+++ Data provided

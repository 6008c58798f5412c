//! Per-host state machine
//!
//! One worker drives one job through
//! `PENDING → DRAINING → DRAINED → SCHEDULING → IN_MAINTENANCE → HEALTH →
//! FINALIZING → DONE`, with `SKIPPED` and `FAILED` as alternative terminals.
//! Every transition is a total function: phase errors become the terminal
//! disposition of this host only and never escape to siblings.
//!
//! Stage mode truncates the machine after the schedule phase. Catchup mode
//! enters past the drain/schedule prefix, at the point implied by the
//! event's current lifecycle state.

use hpcmaint_core::{retry::retry_transient, Job, MaintError, Result, RetryPolicy};
use serde::Serialize;
use std::time::Duration;
use tracing::{error, info};

use crate::audit::AuditRecord;
use crate::context::PassContext;
use crate::finalize::{self, Failure, FinalizeDecision};
use crate::gate;
use crate::health;
use crate::maintenance;
use crate::schedule::{self, ScheduleOutcome};
use crate::{drain, discovery::DiscoveryMode};

const READ_RETRY: RetryPolicy = RetryPolicy::new(3, Duration::from_secs(2));

/// How far the pipeline runs for each host.
#[derive(Debug, Clone, Copy, PartialEq, Eq)]
pub enum PassMode {
    /// Discover through finalize.
    Full,
    /// Discover, drain, schedule; no health/finalize.
    Stage,
    /// Reconcile events already past SCHEDULED; no drain/schedule.
    Catchup,
}

impl PassMode {
    pub fn discovery_mode(self) -> DiscoveryMode {
        match self {
            Self::Full | Self::Stage => DiscoveryMode::Standard,
            Self::Catchup => DiscoveryMode::Catchup,
        }
    }

    /// Only modes that issue schedule requests consume daily-cap slots.
    fn reserves_cap(self) -> bool {
        !matches!(self, Self::Catchup)
    }
}

/// Terminal (and intermediate) states of the per-host machine.
#[derive(Debug, Clone, Copy, PartialEq, Eq, Serialize)]
pub enum HostState {
    Pending,
    Draining,
    Drained,
    Scheduling,
    InMaintenance,
    Health,
    Finalizing,
    Done,
    Skipped,
    Failed,
}

impl std::fmt::Display for HostState {
    fn fmt(&self, f: &mut std::fmt::Formatter<'_>) -> std::fmt::Result {
        let label = match self {
            Self::Pending => "PENDING",
            Self::Draining => "DRAINING",
            Self::Drained => "DRAINED",
            Self::Scheduling => "SCHEDULING",
            Self::InMaintenance => "IN_MAINTENANCE",
            Self::Health => "HEALTH",
            Self::Finalizing => "FINALIZING",
            Self::Done => "DONE",
            Self::Skipped => "SKIPPED",
            Self::Failed => "FAILED",
        };
        f.write_str(label)
    }
}

/// Result of one host's trip through the machine.
#[derive(Debug, Clone, Serialize)]
pub struct HostOutcome {
    pub hostname: String,
    pub state: HostState,
    /// Human-facing disposition ("resumed", "held: ...", "skip: cap").
    pub note: Option<String>,
    /// Failure kind and detail when `state == Failed`.
    pub failure: Option<FailureInfo>,
}

#[derive(Debug, Clone, Serialize)]
pub struct FailureInfo {
    pub kind: String,
    pub detail: String,
}

impl HostOutcome {
    fn done(job: &Job, note: impl Into<String>) -> Self {
        Self {
            hostname: job.hostname.clone(),
            state: HostState::Done,
            note: Some(note.into()),
            failure: None,
        }
    }

    fn skipped(job: &Job, note: impl Into<String>) -> Self {
        Self {
            hostname: job.hostname.clone(),
            state: HostState::Skipped,
            note: Some(note.into()),
            failure: None,
        }
    }

    fn failed(job: &Job, error: &MaintError) -> Self {
        Self {
            hostname: job.hostname.clone(),
            state: HostState::Failed,
            note: None,
            failure: Some(FailureInfo {
                kind: error.kind().to_string(),
                detail: error.to_string(),
            }),
        }
    }
}

/// Drive one job end-to-end. Never panics, never returns an error: the
/// outcome carries the disposition.
pub async fn run_job(ctx: &PassContext, job: &Job, mode: PassMode) -> HostOutcome {
    if ctx.cancelled() {
        return HostOutcome::failed(job, &MaintError::Cancelled);
    }

    let decision = gate::evaluate(&ctx.cfg, &ctx.scheduled, job, mode.reserves_cap());
    if let Some(action) = decision.skip_action() {
        info!(host = %job.hostname, skip = action, "job skipped by eligibility gate");
        ctx.audit.append(
            AuditRecord::new("skip", action)
                .host(&job.hostname)
                .field("event", job.event_id.as_str())
                .field("fault", job.fault_id.as_str()),
        );
        return HostOutcome::skipped(job, format!("skip: {action}"));
    }

    match drive(ctx, job, mode).await {
        Ok(outcome) => outcome,
        Err(e) => {
            error!(host = %job.hostname, kind = e.kind(), error = %e, "host workflow failed");
            HostOutcome::failed(job, &e)
        }
    }
}

async fn drive(ctx: &PassContext, job: &Job, mode: PassMode) -> Result<HostOutcome> {
    match mode {
        PassMode::Full => {
            drain::execute(ctx, job).await?;
            let sched = schedule::execute(ctx, job).await?;

            if ctx.dry_run {
                // The event was never updated; there is nothing to poll.
                let outcome = health_then_finalize(ctx, job).await?;
                return Ok(outcome);
            }
            debug_assert!(sched != ScheduleOutcome::DryRun);

            match maintenance::wait_complete(ctx, job).await {
                Ok(_) => health_then_finalize(ctx, job).await,
                Err(MaintError::MaintenanceFailed { state, .. }) => {
                    finalize_failed(ctx, job, "MaintenanceFailed", format!("event ended {state}"))
                        .await
                }
                Err(e) => Err(e),
            }
        }

        PassMode::Stage => {
            drain::execute(ctx, job).await?;
            let sched = schedule::execute(ctx, job).await?;
            let note = match sched {
                ScheduleOutcome::Accepted { work_request_id } => {
                    format!("staged (work request {work_request_id})")
                }
                ScheduleOutcome::AlreadyTransitioned => "staged (already transitioned)".to_string(),
                ScheduleOutcome::DryRun => "staged (dry run)".to_string(),
            };
            Ok(HostOutcome::done(job, note))
        }

        PassMode::Catchup => {
            let mut cancel = ctx.cancel_rx();
            let event = retry_transient(&READ_RETRY, "get_event", &mut cancel, || {
                ctx.cloud.get_instance_maintenance_event(&job.event_id)
            })
            .await?;
            let state = event.lifecycle_state;

            if state.is_success() {
                return health_then_finalize(ctx, job).await;
            }
            if matches!(
                state,
                hpcmaint_core::EventLifecycle::Failed | hpcmaint_core::EventLifecycle::Canceled
            ) {
                return finalize_failed(
                    ctx,
                    job,
                    "MaintenanceFailed",
                    format!("event ended {state}"),
                )
                .await;
            }

            // Still running (or not yet started). Dry runs only report.
            if ctx.dry_run {
                return Ok(HostOutcome::done(
                    job,
                    format!("maintenance in progress ({state}, dry run)"),
                ));
            }
            match maintenance::wait_complete(ctx, job).await {
                Ok(_) => health_then_finalize(ctx, job).await,
                Err(MaintError::MaintenanceFailed { state, .. }) => {
                    finalize_failed(ctx, job, "MaintenanceFailed", format!("event ended {state}"))
                        .await
                }
                Err(e) => Err(e),
            }
        }
    }
}

/// HEALTH → FINALIZING → DONE, pass or fail.
async fn health_then_finalize(ctx: &PassContext, job: &Job) -> Result<HostOutcome> {
    let report = health::execute(ctx, &job.hostname).await?;
    let failure = if report.passed() {
        None
    } else {
        Some(Failure {
            kind: "HealthFailed",
            detail: report.reason.clone().unwrap_or_default(),
        })
    };
    let decision = finalize::execute(ctx, job, failure).await?;
    Ok(HostOutcome::done(job, decision_note(job, decision)))
}

/// FINALIZING (fail branch) → DONE: drain retained, health skipped.
async fn finalize_failed(
    ctx: &PassContext,
    job: &Job,
    kind: &'static str,
    detail: String,
) -> Result<HostOutcome> {
    let decision = finalize::execute(ctx, job, Some(Failure { kind, detail })).await?;
    Ok(HostOutcome::done(job, decision_note(job, decision)))
}

fn decision_note(job: &Job, decision: FinalizeDecision) -> String {
    match decision {
        FinalizeDecision::Resumed => "resumed".to_string(),
        FinalizeDecision::AlreadyResumed => "already resumed".to_string(),
        FinalizeDecision::Held => format!("held ({})", job.fault_id),
    }
}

++++++

Task to carry out
Of all the lines above, count the ones that include the string "AuditRecord" and give the number alone.

Result
2